Patrick Norris
05. HOW THE BRAIN PROCESSES DRIVERS

When we experience griefs, losses, or traumas our brains record those moments as retrievable memory files.
John, a thirty-five-year-old client, was struggling with depression. A survey into his “roots of bitterness” gave several examples of a rigid, disengaged father and an enmeshed mother. His dad had always elevated rules and behavior presentation as the most important part of childhood. To his dad, if you acted right, did the right things and submitted to his standards, you were effectively being groomed for success.
Unfortunately, John’s Dad was also disengaged. He didn’t know how to share emotional moments. While rebuke or lecture were not uncommon, celebrations were rare. John never knew what it was like to have a Dad check-in, with non-judgmental interest and exploration, into John’s emotional state.

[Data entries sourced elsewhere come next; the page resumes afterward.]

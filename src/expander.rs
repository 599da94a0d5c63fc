use std::process::{Command, Stdio};

use crate::status;

/// Expand a raw line in a single left-to-right pass.
///
/// Quote and escape characters are copied through untouched; quote removal
/// belongs to the tokenizer. This pass only decides where substitution
/// happens: nowhere inside `'…'`, variables and command substitution inside
/// `"…"`, everything outside. The result never carries word-splitting or
/// globbing; a failed substitution expands to the empty string.
pub fn expand(line: &str) -> String {
    let mut out = String::with_capacity(line.len());
    let mut chars = line.chars().peekable();
    let mut quote = Quote::None;

    while let Some(ch) = chars.next() {
        match (quote, ch) {
            // ── Quote transitions: the quote chars themselves pass through ──
            (Quote::None, '\'') => {
                quote = Quote::Single;
                out.push(ch);
            }
            (Quote::Single, '\'') => {
                quote = Quote::None;
                out.push(ch);
            }
            (Quote::None, '"') => {
                quote = Quote::Double;
                out.push(ch);
            }
            (Quote::Double, '"') => {
                quote = Quote::None;
                out.push(ch);
            }

            // ── Single quotes: everything literal, unmatched runs to EOL ──
            (Quote::Single, c) => out.push(c),

            // ── Backslash: escape the next character (no substitution) ──
            (Quote::None | Quote::Double, '\\') => {
                out.push('\\');
                if let Some(next) = chars.next() {
                    out.push(next);
                }
            }

            // ── Substitution points ──
            (Quote::None | Quote::Double, '$') => expand_dollar(&mut chars, &mut out),
            (Quote::None | Quote::Double, '`') => expand_backticks(&mut chars, &mut out),

            (Quote::None | Quote::Double, c) => out.push(c),
        }
    }

    out
}

#[derive(Clone, Copy, PartialEq)]
enum Quote {
    None,
    Single,
    Double,
}

fn is_name_start(c: char) -> bool {
    c.is_ascii_alphabetic() || c == '_'
}

fn is_name_char(c: char) -> bool {
    c.is_ascii_alphanumeric() || c == '_'
}

/// Handle the text following a `$`: `$NAME`, `${NAME}`, or `$(command)`.
/// Anything else leaves the `$` literal.
fn expand_dollar(chars: &mut std::iter::Peekable<std::str::Chars>, out: &mut String) {
    match chars.peek() {
        // ── $(command): balanced-paren command substitution ──
        Some(&'(') => {
            chars.next();
            match take_balanced_parens(chars) {
                Ok(body) => out.push_str(&run_substitution(&body)),
                Err(tail) => {
                    // Unclosed `$(` — keep everything literal.
                    out.push_str("$(");
                    out.push_str(&tail);
                }
            }
        }

        // ── ${NAME} ──
        Some(&'{') => {
            chars.next();
            let mut name = String::new();
            let mut closed = false;
            for c in chars.by_ref() {
                if c == '}' {
                    closed = true;
                    break;
                }
                name.push(c);
            }
            if !closed {
                out.push_str("${");
                out.push_str(&name);
            } else if name.is_empty() {
                out.push_str("${}");
            } else {
                out.push_str(&std::env::var(&name).unwrap_or_default());
            }
        }

        // ── $NAME ──
        Some(&c) if is_name_start(c) => {
            let mut name = String::new();
            while let Some(&c) = chars.peek() {
                if is_name_char(c) {
                    name.push(c);
                    chars.next();
                } else {
                    break;
                }
            }
            out.push_str(&std::env::var(&name).unwrap_or_default());
        }

        // ── Lone $ (end of line or invalid name start): literal ──
        _ => out.push('$'),
    }
}

/// Consume up to and including the `)` matching an already-consumed `(`.
/// Returns the body, or the consumed text as `Err` when the line ends
/// before the parentheses balance.
fn take_balanced_parens(
    chars: &mut std::iter::Peekable<std::str::Chars>,
) -> Result<String, String> {
    let mut body = String::new();
    let mut depth = 1usize;
    for c in chars.by_ref() {
        match c {
            '(' => depth += 1,
            ')' => {
                depth -= 1;
                if depth == 0 {
                    return Ok(body);
                }
            }
            _ => {}
        }
        body.push(c);
    }
    Err(body)
}

/// `` `command` `` — identical semantics to `$(command)`, no nesting.
fn expand_backticks(chars: &mut std::iter::Peekable<std::str::Chars>, out: &mut String) {
    let mut body = String::new();
    let mut closed = false;
    for c in chars.by_ref() {
        if c == '`' {
            closed = true;
            break;
        }
        body.push(c);
    }
    if closed {
        out.push_str(&run_substitution(&body));
    } else {
        // Unmatched backtick: keep everything literal.
        out.push('`');
        out.push_str(&body);
    }
}

/// Run a command substitution body through the subordinate interpreter,
/// capturing stdout. Stderr passes through to the terminal. Failures of any
/// kind expand to the empty string; the exit status is not propagated.
fn run_substitution(body: &str) -> String {
    let output = match Command::new("sh")
        .arg("-c")
        .arg(body)
        .stdin(Stdio::null())
        .stderr(Stdio::inherit())
        .output()
    {
        Ok(output) => output,
        Err(e) => {
            log::debug!("command substitution failed to run: {e}");
            return String::new();
        }
    };

    let code = status::exit_code(output.status);
    if code != 0 {
        log::debug!("command substitution exited with {code}");
    }

    let mut text = String::from_utf8_lossy(&output.stdout).into_owned();
    while text.ends_with('\n') || text.ends_with('\r') {
        text.pop();
    }
    text
}

#[cfg(test)]
mod tests {
    use super::*;

    #[test]
    fn plain_text_is_unchanged() {
        assert_eq!(expand("echo hello world"), "echo hello world");
    }

    #[test]
    fn single_quoted_text_is_identity() {
        assert_eq!(expand("'$HOME and $(echo hi)'"), "'$HOME and $(echo hi)'");
    }

    #[test]
    fn variable_expands_outside_quotes() {
        unsafe { std::env::set_var("MSH_TEST_A", "alpha") };
        assert_eq!(expand("echo $MSH_TEST_A"), "echo alpha");
        unsafe { std::env::remove_var("MSH_TEST_A") };
    }

    #[test]
    fn variable_expands_inside_double_quotes() {
        unsafe { std::env::set_var("MSH_TEST_B", "beta") };
        assert_eq!(expand(r#"echo "$MSH_TEST_B!""#), r#"echo "beta!""#);
        unsafe { std::env::remove_var("MSH_TEST_B") };
    }

    #[test]
    fn braced_variable_delimits_name() {
        unsafe { std::env::set_var("MSH_TEST_C", "sea") };
        assert_eq!(expand("echo ${MSH_TEST_C}shore"), "echo seashore");
        unsafe { std::env::remove_var("MSH_TEST_C") };
    }

    #[test]
    fn unset_variable_is_empty() {
        assert_eq!(expand("echo [$MSH_NOT_SET_XYZ]"), "echo []");
    }

    #[test]
    fn name_ends_at_non_name_char() {
        unsafe { std::env::set_var("MSH_TEST_D", "dir") };
        assert_eq!(expand("ls $MSH_TEST_D/sub"), "ls dir/sub");
        unsafe { std::env::remove_var("MSH_TEST_D") };
    }

    #[test]
    fn lone_dollar_is_literal() {
        assert_eq!(expand("price$"), "price$");
        assert_eq!(expand("a$ b"), "a$ b");
        assert_eq!(expand("$%"), "$%");
    }

    #[test]
    fn empty_braces_are_literal() {
        assert_eq!(expand("echo ${}"), "echo ${}");
    }

    #[test]
    fn backslash_blocks_expansion() {
        assert_eq!(expand(r"echo \$HOME"), r"echo \$HOME");
        assert_eq!(expand(r#"echo "\$HOME""#), r#"echo "\$HOME""#);
    }

    #[test]
    fn mixed_quoting_contexts() {
        unsafe { std::env::set_var("MSH_TEST_X", "foo") };
        assert_eq!(
            expand(r#"echo $MSH_TEST_X${MSH_TEST_X}"$MSH_TEST_X"'$MSH_TEST_X'"#),
            r#"echo foofoo"foo"'$MSH_TEST_X'"#
        );
        unsafe { std::env::remove_var("MSH_TEST_X") };
    }

    #[test]
    fn command_substitution_inlines_stdout() {
        assert_eq!(expand("echo $(echo nested)"), "echo nested");
    }

    #[test]
    fn command_substitution_strips_trailing_newlines() {
        assert_eq!(expand("$(printf 'hi\n\n')"), "hi");
    }

    #[test]
    fn command_substitution_keeps_inner_newlines() {
        assert_eq!(expand("$(printf 'a\nb\n')"), "a\nb");
    }

    #[test]
    fn command_substitution_with_balanced_parens() {
        assert_eq!(expand(r#"$(echo "(wrapped)")"#), "(wrapped)");
    }

    #[test]
    fn failed_substitution_is_empty() {
        assert_eq!(expand("echo [$(false)]"), "echo []");
    }

    #[test]
    fn backtick_substitution() {
        assert_eq!(expand("echo `echo ticked`"), "echo ticked");
    }

    #[test]
    fn backtick_inside_double_quotes() {
        assert_eq!(expand(r#"echo "`echo in`""#), r#"echo "in""#);
    }

    #[test]
    fn unmatched_backtick_is_literal() {
        assert_eq!(expand("echo `oops"), "echo `oops");
    }

    #[test]
    fn unclosed_command_substitution_is_literal() {
        assert_eq!(expand("echo $(oops"), "echo $(oops");
    }

    #[test]
    fn substitution_inside_double_quotes() {
        assert_eq!(expand(r#"echo "$(printf 'spaced  out')""#), r#"echo "spaced  out""#);
    }
}
mod builtins;
mod editor;
mod error;
mod executor;
mod expander;
mod history;
mod job_control;
mod jobs;
mod parser;
mod state;
mod status;

use crate::executor::ExecutionAction;
use crate::state::ShellState;

const PROMPT: &str = "msh> ";

fn main() {
    env_logger::init();

    #[cfg(unix)]
    if let Err(e) = job_control::install_shell_signals() {
        eprintln!("msh: failed to install signal handlers: {e}");
    }

    let mut editor = editor::LineEditor::new();
    let mut state = ShellState::new();
    let mut exit_code = 0;

    loop {
        // Background job notifications are printed at the prompt, never
        // while a line is being edited.
        report_finished_jobs(&mut state);

        let line = match editor.read_line(PROMPT, state.history.entries()) {
            Ok(Some(line)) => line,
            Ok(None) => break, // EOF
            Err(e) if e.kind() == std::io::ErrorKind::Interrupted => continue,
            Err(e) => {
                eprintln!("msh: error reading input: {e}");
                break;
            }
        };

        let line = line.trim();
        if line.is_empty() {
            continue;
        }
        state.history.append(line);

        if let ExecutionAction::Exit(code) = run_line(line, &mut state) {
            exit_code = code;
            break;
        }
    }

    std::process::exit(exit_code);
}

/// Expand, parse, and execute one accepted line.
fn run_line(line: &str, state: &mut ShellState) -> ExecutionAction {
    let expanded = expander::expand(line);
    if expanded.trim().is_empty() {
        // The whole line expanded away, e.g. `$UNSET_VAR`.
        return ExecutionAction::Continue;
    }

    let pipeline = match parser::parse(&expanded) {
        Ok(pipeline) => pipeline,
        Err(e) => {
            eprintln!("msh: {e}");
            return ExecutionAction::Continue;
        }
    };

    executor::execute(&pipeline, state, line)
}

/// Apply drained child status changes and announce finished jobs.
fn report_finished_jobs(state: &mut ShellState) {
    for (pid, event) in job_control::drain_child_events() {
        state.jobs.apply_event(pid, event);
    }
    for job in state.jobs.reap_done() {
        println!("[{}]  Done  {}", job.id, job.cmdline);
    }
}
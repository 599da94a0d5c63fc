use std::collections::BTreeMap;
use std::fmt;

/// The lifecycle state of a tracked job.
#[derive(Debug, Clone, Copy, PartialEq, Eq)]
pub enum JobState {
    Running,
    Stopped,
    Done,
}

impl fmt::Display for JobState {
    fn fmt(&self, f: &mut fmt::Formatter<'_>) -> fmt::Result {
        match self {
            JobState::Running => write!(f, "Running"),
            JobState::Stopped => write!(f, "Stopped"),
            JobState::Done => write!(f, "Done"),
        }
    }
}

/// A status change reported by `waitpid` for one pipeline member.
/// Signal deaths carry their shell-style exit code (`128 + signo`).
#[derive(Debug, Clone, Copy, PartialEq)]
pub enum ChildEvent {
    Exited(i32),
    Stopped,
    Continued,
}

/// One tracked pipeline.
#[derive(Debug, Clone)]
pub struct Job {
    pub id: usize,
    /// Process-group id: the pid of the pipeline's first external child.
    pub pgid: u32,
    /// Members not yet reaped. Kept so a reaped pid can be resolved to its
    /// job after the process itself is gone.
    pids: Vec<u32>,
    pub state: JobState,
    /// The original command line, for display.
    pub cmdline: String,
    /// Monotonic insertion order; job ids are recycled, this is not.
    seq: u64,
}

/// The shell's job table, keyed by job id with a secondary pgid lookup.
///
/// All mutation happens on the main thread; the SIGCHLD handler only sets
/// an atomic flag, and the main loop applies the drained wait statuses here
/// via [`JobTable::apply_event`].
#[derive(Clone, Default)]
pub struct JobTable {
    jobs: BTreeMap<usize, Job>,
    next_seq: u64,
}

impl JobTable {
    pub fn new() -> Self {
        Self::default()
    }

    /// Track a freshly launched pipeline. The id is the smallest positive
    /// integer not currently in use (ids are recycled after removal).
    pub fn add(&mut self, pgid: u32, pids: Vec<u32>, cmdline: String) -> usize {
        let id = (1..)
            .find(|id| !self.jobs.contains_key(id))
            .expect("job id space exhausted");
        let seq = self.next_seq;
        self.next_seq += 1;
        log::debug!("job [{id}] pgid {pgid} registered: {cmdline}");
        self.jobs.insert(
            id,
            Job {
                id,
                pgid,
                pids,
                state: JobState::Running,
                cmdline,
                seq,
            },
        );
        id
    }

    pub fn by_id(&self, id: usize) -> Option<&Job> {
        self.jobs.get(&id)
    }

    pub fn by_pgid(&self, pgid: u32) -> Option<&Job> {
        self.jobs.values().find(|j| j.pgid == pgid)
    }

    pub fn update_state(&mut self, pgid: u32, state: JobState) {
        if let Some(job) = self.jobs.values_mut().find(|j| j.pgid == pgid) {
            job.state = state;
        }
    }

    pub fn remove(&mut self, id: usize) -> Option<Job> {
        self.jobs.remove(&id)
    }

    /// All jobs ordered by id ascending.
    pub fn list(&self) -> impl Iterator<Item = &Job> {
        self.jobs.values()
    }

    /// Most recently added job, the `fg` default.
    pub fn most_recent_id(&self) -> Option<usize> {
        self.jobs.values().max_by_key(|j| j.seq).map(|j| j.id)
    }

    /// Most recently added stopped job, the `bg` default.
    pub fn most_recent_stopped_id(&self) -> Option<usize> {
        self.jobs
            .values()
            .filter(|j| j.state == JobState::Stopped)
            .max_by_key(|j| j.seq)
            .map(|j| j.id)
    }

    /// Apply one drained wait status to the job owning `pid`.
    pub fn apply_event(&mut self, pid: u32, event: ChildEvent) {
        let Some(job) = self.jobs.values_mut().find(|j| j.pids.contains(&pid)) else {
            // Not ours (e.g. a command-substitution child already collected).
            return;
        };
        match event {
            ChildEvent::Exited(_) => {
                job.pids.retain(|&p| p != pid);
                if job.pids.is_empty() {
                    job.state = JobState::Done;
                }
            }
            ChildEvent::Stopped => job.state = JobState::Stopped,
            ChildEvent::Continued => job.state = JobState::Running,
        }
    }

    /// Mark the reap of `pid` during a synchronous foreground wait.
    /// Returns true when every member of the job has now been reaped.
    pub fn note_foreground_reap(&mut self, pgid: u32, pid: u32) -> bool {
        let Some(job) = self.jobs.values_mut().find(|j| j.pgid == pgid) else {
            return true;
        };
        job.pids.retain(|&p| p != pid);
        if job.pids.is_empty() {
            job.state = JobState::Done;
            true
        } else {
            false
        }
    }

    /// Remove and return all finished jobs, for prompt-time reporting.
    pub fn reap_done(&mut self) -> Vec<Job> {
        let done_ids: Vec<usize> = self
            .jobs
            .values()
            .filter(|j| j.state == JobState::Done)
            .map(|j| j.id)
            .collect();
        done_ids
            .into_iter()
            .filter_map(|id| self.jobs.remove(&id))
            .collect()
    }
}

#[cfg(test)]
mod tests {
    use super::*;

    #[test]
    fn add_assigns_smallest_free_id() {
        let mut t = JobTable::new();
        assert_eq!(t.add(100, vec![100], "a".into()), 1);
        assert_eq!(t.add(200, vec![200], "b".into()), 2);
        assert_eq!(t.add(300, vec![300], "c".into()), 3);

        t.remove(2);
        assert_eq!(t.add(400, vec![400], "d".into()), 2);
        assert_eq!(t.add(500, vec![500], "e".into()), 4);
    }

    #[test]
    fn list_is_ordered_by_id() {
        let mut t = JobTable::new();
        t.add(100, vec![100], "a".into());
        t.add(200, vec![200], "b".into());
        t.add(300, vec![300], "c".into());
        t.remove(1);
        t.add(400, vec![400], "d".into());

        let ids: Vec<usize> = t.list().map(|j| j.id).collect();
        assert_eq!(ids, vec![1, 2, 3]);
    }

    #[test]
    fn by_pgid_finds_jobs() {
        let mut t = JobTable::new();
        let id = t.add(4242, vec![4242, 4243], "ls | wc".into());
        assert_eq!(t.by_pgid(4242).unwrap().id, id);
        assert!(t.by_pgid(9999).is_none());
    }

    #[test]
    fn job_is_done_when_all_members_exit() {
        let mut t = JobTable::new();
        let id = t.add(10, vec![10, 11], "a | b".into());

        t.apply_event(11, ChildEvent::Exited(0));
        assert_eq!(t.by_id(id).unwrap().state, JobState::Running);

        t.apply_event(10, ChildEvent::Exited(0));
        assert_eq!(t.by_id(id).unwrap().state, JobState::Done);
    }

    #[test]
    fn stop_and_continue_events_flip_state() {
        let mut t = JobTable::new();
        let id = t.add(10, vec![10], "sleep 100".into());

        t.apply_event(10, ChildEvent::Stopped);
        assert_eq!(t.by_id(id).unwrap().state, JobState::Stopped);

        t.apply_event(10, ChildEvent::Continued);
        assert_eq!(t.by_id(id).unwrap().state, JobState::Running);
    }

    #[test]
    fn events_for_unknown_pids_are_ignored() {
        let mut t = JobTable::new();
        t.add(10, vec![10], "sleep 1".into());
        t.apply_event(999, ChildEvent::Exited(0));
        assert_eq!(t.by_id(1).unwrap().state, JobState::Running);
    }

    #[test]
    fn reap_done_removes_and_returns_finished_jobs() {
        let mut t = JobTable::new();
        t.add(10, vec![10], "fast".into());
        t.add(20, vec![20], "slow".into());

        t.apply_event(10, ChildEvent::Exited(0));
        let done = t.reap_done();
        assert_eq!(done.len(), 1);
        assert_eq!(done[0].cmdline, "fast");
        assert!(t.by_id(1).is_none());
        assert_eq!(t.by_id(2).unwrap().state, JobState::Running);
    }

    #[test]
    fn most_recent_tracks_insertion_not_id() {
        let mut t = JobTable::new();
        t.add(10, vec![10], "a".into());
        t.add(20, vec![20], "b".into());
        t.remove(1);
        // Recycles id 1, but it is the most recent addition.
        t.add(30, vec![30], "c".into());
        assert_eq!(t.most_recent_id(), Some(1));
    }

    #[test]
    fn most_recent_stopped_skips_running_jobs() {
        let mut t = JobTable::new();
        t.add(10, vec![10], "a".into());
        t.add(20, vec![20], "b".into());
        t.apply_event(10, ChildEvent::Stopped);
        assert_eq!(t.most_recent_stopped_id(), Some(1));
    }

    #[test]
    fn foreground_reap_marks_done_after_last_member() {
        let mut t = JobTable::new();
        t.add(10, vec![10, 11], "a | b".into());
        assert!(!t.note_foreground_reap(10, 10));
        assert!(t.note_foreground_reap(10, 11));
        assert_eq!(t.by_id(1).unwrap().state, JobState::Done);
    }
}
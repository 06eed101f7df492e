//! Persistence seam for leads, workspaces, workspace users and API keys.
//!
//! Handlers only ever talk to `dyn LeadStore`; production uses
//! [`crate::db_storage::PgStore`], tests use
//! [`crate::memory_store::InMemoryStore`].

use crate::errors::AppError;
use crate::models::{ApiKey, Lead, NewLead, Tenant, Workspace, WorkspaceSettings};
use async_trait::async_trait;
use uuid::Uuid;

pub type StoreResult<T> = Result<T, AppError>;

/// Input for creating a workspace together with its admin and API key.
#[derive(Debug, Clone)]
pub struct NewTenant {
    pub workspace_name: String,
    pub owner_email: String,
    pub user_id: String,
    pub api_key: String,
}

#[async_trait]
pub trait LeadStore: Send + Sync {
    async fn insert_lead(&self, lead: NewLead) -> StoreResult<Lead>;
    /// Leads of one workspace, newest first.
    async fn list_leads(&self, workspace_id: Uuid) -> StoreResult<Vec<Lead>>;

    /// Creates the workspace, its admin link and its API key as one unit.
    async fn create_tenant(&self, tenant: NewTenant) -> StoreResult<Tenant>;
    async fn get_workspace(&self, workspace_id: Uuid) -> StoreResult<Option<Workspace>>;
    /// The oldest workspace, if any exist.
    async fn first_workspace(&self) -> StoreResult<Option<Workspace>>;
    /// Replaces the workspace's booking link and enrichment settings.
    /// `NotFound` if the workspace is missing.
    async fn update_settings(
        &self,
        workspace_id: Uuid,
        settings: WorkspaceSettings,
    ) -> StoreResult<()>;

    /// Workspace of the user's earliest link.
    async fn workspace_for_user(&self, user_id: &str) -> StoreResult<Option<Uuid>>;
    /// Workspace of the earliest link whose user email matches (case-insensitive).
    async fn workspace_for_user_email(&self, email: &str) -> StoreResult<Option<Uuid>>;

    async fn workspace_for_api_key(&self, key: &str) -> StoreResult<Option<Uuid>>;
    async fn api_key_for_workspace(&self, workspace_id: Uuid) -> StoreResult<Option<ApiKey>>;

    async fn health_check(&self) -> StoreResult<()>;
    fn backend_name(&self) -> &'static str;
}
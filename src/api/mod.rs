// Thin namespace wrapper for API-layer components
pub mod app {
    pub use crate::app::*;
}

pub mod handlers {
    pub use crate::handlers::*;
}
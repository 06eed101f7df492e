use axum::{
    extract::rejection::JsonRejection,
    http::StatusCode,
    response::{IntoResponse, Response},
    Json,
};
use serde_json::json;
use std::fmt;

/// Application-specific error types.
#[derive(Debug)]
pub enum AppError {
    /// Database-related errors. Reported to callers without detail.
    DatabaseError(sqlx::Error),
    /// Resource not found error.
    NotFound(String),
    /// Bad request error (missing or invalid input).
    BadRequest(String),
    /// Error interacting with an external API (email, enrichment).
    ExternalApiError(String),
    /// Internal server error.
    InternalError(String),
    /// Unauthorized access error.
    Unauthorized(String),
    /// Required server-side configuration is missing.
    Misconfigured(String),
    /// Error with context chain for better debugging.
    WithContext {
        /// The underlying source of the error.
        source: Box<AppError>,
        /// Additional context message.
        context: String,
    },
}

impl AppError {
    /// HTTP status this error maps to, following context chains.
    pub fn status(&self) -> StatusCode {
        match self {
            AppError::DatabaseError(_) => StatusCode::INTERNAL_SERVER_ERROR,
            AppError::NotFound(_) => StatusCode::NOT_FOUND,
            AppError::BadRequest(_) => StatusCode::BAD_REQUEST,
            AppError::ExternalApiError(_) => StatusCode::BAD_GATEWAY,
            AppError::InternalError(_) => StatusCode::INTERNAL_SERVER_ERROR,
            AppError::Unauthorized(_) => StatusCode::UNAUTHORIZED,
            AppError::Misconfigured(_) => StatusCode::INTERNAL_SERVER_ERROR,
            AppError::WithContext { source, .. } => source.status(),
        }
    }
}

impl fmt::Display for AppError {
    fn fmt(&self, f: &mut fmt::Formatter<'_>) -> fmt::Result {
        match self {
            AppError::DatabaseError(e) => write!(f, "Database error: {}", e),
            AppError::NotFound(msg) => write!(f, "Not found: {}", msg),
            AppError::BadRequest(msg) => write!(f, "Bad request: {}", msg),
            AppError::ExternalApiError(msg) => write!(f, "External API error: {}", msg),
            AppError::InternalError(msg) => write!(f, "Internal error: {}", msg),
            AppError::Unauthorized(msg) => write!(f, "Unauthorized: {}", msg),
            AppError::Misconfigured(msg) => write!(f, "Misconfigured: {}", msg),
            AppError::WithContext { source, context } => {
                write!(f, "{}: {}", context, source)
            }
        }
    }
}

impl std::error::Error for AppError {}

impl IntoResponse for AppError {
    /// Converts the error into an HTTP response.
    ///
    /// Validation and lookup messages are returned verbatim; persistence,
    /// upstream and configuration failures are logged here and reported with
    /// a generic message.
    fn into_response(self) -> Response {
        let (status, error_message) = match &self {
            AppError::DatabaseError(e) => {
                tracing::error!("Database error: {:?}", e);
                (
                    StatusCode::INTERNAL_SERVER_ERROR,
                    "Database error".to_string(),
                )
            }
            AppError::NotFound(msg) => (StatusCode::NOT_FOUND, msg.clone()),
            AppError::BadRequest(msg) => (StatusCode::BAD_REQUEST, msg.clone()),
            AppError::ExternalApiError(msg) => {
                tracing::error!("External API error: {}", msg);
                (
                    StatusCode::BAD_GATEWAY,
                    "External service error".to_string(),
                )
            }
            AppError::InternalError(msg) => {
                tracing::error!("Internal error: {}", msg);
                (
                    StatusCode::INTERNAL_SERVER_ERROR,
                    "Internal server error".to_string(),
                )
            }
            AppError::Unauthorized(msg) => {
                tracing::warn!("Unauthorized access: {}", msg);
                (StatusCode::UNAUTHORIZED, "Unauthorized".to_string())
            }
            AppError::Misconfigured(msg) => {
                tracing::error!("Server misconfiguration: {}", msg);
                (
                    StatusCode::INTERNAL_SERVER_ERROR,
                    "Server misconfiguration".to_string(),
                )
            }
            AppError::WithContext { source, context } => {
                if source.status().is_server_error() {
                    tracing::error!("Error with context: {} -> {}", context, source);
                    // The context is the caller-facing summary for server errors
                    let body = Json(json!({ "error": context }));
                    return (source.status(), body).into_response();
                }
                return source.clone().into_response();
            }
        };

        let body = Json(json!({
            "error": error_message,
        }));

        (status, body).into_response()
    }
}

// Make AppError cloneable for WithContext variant
impl Clone for AppError {
    /// Clones the error.
    ///
    /// Note: `sqlx::Error` is not cloneable, so `DatabaseError` is simplified to `RowNotFound` during cloning.
    fn clone(&self) -> Self {
        match self {
            AppError::DatabaseError(_e) => AppError::DatabaseError(sqlx::Error::RowNotFound),
            AppError::NotFound(msg) => AppError::NotFound(msg.clone()),
            AppError::BadRequest(msg) => AppError::BadRequest(msg.clone()),
            AppError::ExternalApiError(msg) => AppError::ExternalApiError(msg.clone()),
            AppError::InternalError(msg) => AppError::InternalError(msg.clone()),
            AppError::Unauthorized(msg) => AppError::Unauthorized(msg.clone()),
            AppError::Misconfigured(msg) => AppError::Misconfigured(msg.clone()),
            AppError::WithContext { source, context } => AppError::WithContext {
                source: source.clone(),
                context: context.clone(),
            },
        }
    }
}

impl From<sqlx::Error> for AppError {
    fn from(err: sqlx::Error) -> Self {
        AppError::DatabaseError(err)
    }
}

/// Body rejections (malformed JSON, wrong field types, missing content type)
/// are client errors with the usual `{"error"}` body.
impl From<JsonRejection> for AppError {
    fn from(rejection: JsonRejection) -> Self {
        AppError::BadRequest(rejection.body_text())
    }
}

impl From<reqwest::Error> for AppError {
    fn from(err: reqwest::Error) -> Self {
        AppError::ExternalApiError(err.to_string())
    }
}

/// Extension trait for adding context to errors.
/// Similar to `anyhow::Context` but for our `AppError` type.
pub trait ResultExt<T> {
    /// Add context to an error.
    fn context(self, context: impl Into<String>) -> Result<T, AppError>;
}

impl<T> ResultExt<T> for Result<T, AppError> {
    fn context(self, context: impl Into<String>) -> Result<T, AppError> {
        self.map_err(|e| AppError::WithContext {
            source: Box::new(e),
            context: context.into(),
        })
    }
}

/// Extension for sqlx::Error to add context
impl<T> ResultExt<T> for Result<T, sqlx::Error> {
    fn context(self, context: impl Into<String>) -> Result<T, AppError> {
        self.map_err(|e| AppError::WithContext {
            source: Box::new(AppError::DatabaseError(e)),
            context: context.into(),
        })
    }
}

John grew up never feeling really seen, known, felt, or connected to by his dad. What further saddened John was that his Dad thought they were very close because his dad had a lifetime of examples where he had “discipled” John into a good man. But John was empty of nurture, intimacy, and shared emotional experiences. He had little to feel around laughing together, grieving together, or feeling together.
John’s mother was also struggling with her marriage to his Dad. Because of her need for emotional connection, that John’s Dad never developed skill or awareness for, she would turn to John’s budding personality. John was a natural at being a good listener. His cognitive skills for connecting thoughts and observing details in social environments made him a source of wisdom, comfort and connection.
John’s mother learned how to access John’s special competencies to meet her emotional needs. She would share with him her marital problems, her own feelings of grief, and her sadness at life. She needed support and found that John was a deepening resource.
John was confused by the feelings of power when his mom turned towards him for comfort and wisdom. He felt alive and powerful, but also felt he was responsible for his mom. He struggled to separate his own emotional sense of self, and his own emotional regulation, as he managed hers. When she was upset, angry, or depressed, John felt that way too. He would become anxious to figure out what she needed. His emotional state was often set to the thermostat of her emotional temperature.
Meanwhile, John’s Dad knew that he couldn’t satisfy his wife’s emotional needs. He became weary early on in the marriage realizing he didn’t know how to make her feel loved or meet her emotional longings. John’s Dad felt a great relief that his wife finally found a source of refuge, so he could go on with his own ambitions without her distractions. His Dad was more than relieved and happy that she found strength in John as John became more mature and capable. At least it wasn’t another man outside the marriage.
John, as an adult, couldn’t figure out why he was so depressed. His wife, his elders, his friends, all thought he was living the American dream. He had success. He had financial stability. He had a growing church. His influence had gained a large following. He had a great wife and family. His parents hadn’t physically abused him. His parents loved him. His childhood was with a nice Christian home and lots of opportunity. How could he possibly be depressed?
Unfortunately, what all his comforters, the voices assessing his life, didn’t know is that John had begun medicating his depression. He would fantasize acting out with alcohol bingeing, and even flirting with ladies. He found this made him feel alive, an aroused sense of life. Then in a more rational moment he would begin to feel deep shame. The shame of not being enough and being a disappointment would fire up his depressed state. He was stuck in a cycle and saw no way out.
MAKING SENSE OF JOHN’S STORY
Now, let’s strip all this back and analyze John’s story in view of the raw reality. John’s Dad abdicated his responsibility to meet the needs of his wife to a young middle school boy that he, as a grown man, was incompetent to fulfill. John’s mom elevated her own emotional need above the needs of John. John should have lived as a happy, easy going, playful child. He should have felt seen, heard, nurtured, and celebrated independent of his rule-keeping and the way he presented useful giftings. This should have been his reality through middle-school and all his teenage life.
John was not equipped neurobiologically to carry these weights. He knew nothing of boundaries, differentiation, transference, or countertransference. He had no mentor to make sense of what he was carrying. There were no therapists to guide him. There were no adults to form his brain in the love circuits God designed our brains to require for health and functionality.
John was forced to give up a childhood to be uber responsible for the rules of Dad, and the emotional states of a Mom. As his brain evolved it built unidentified pockets of grief, from a lost childhood and insufficient emotional nurture.
All of these actions, one circuit at a time, created strong neuropathways of dysfunction in John’s brain. Around these neuropathways energy pockets from grief, sorrow, and loss were built. These energy pockets grew and produced neurochemicals that emotionally, he experienced as depression.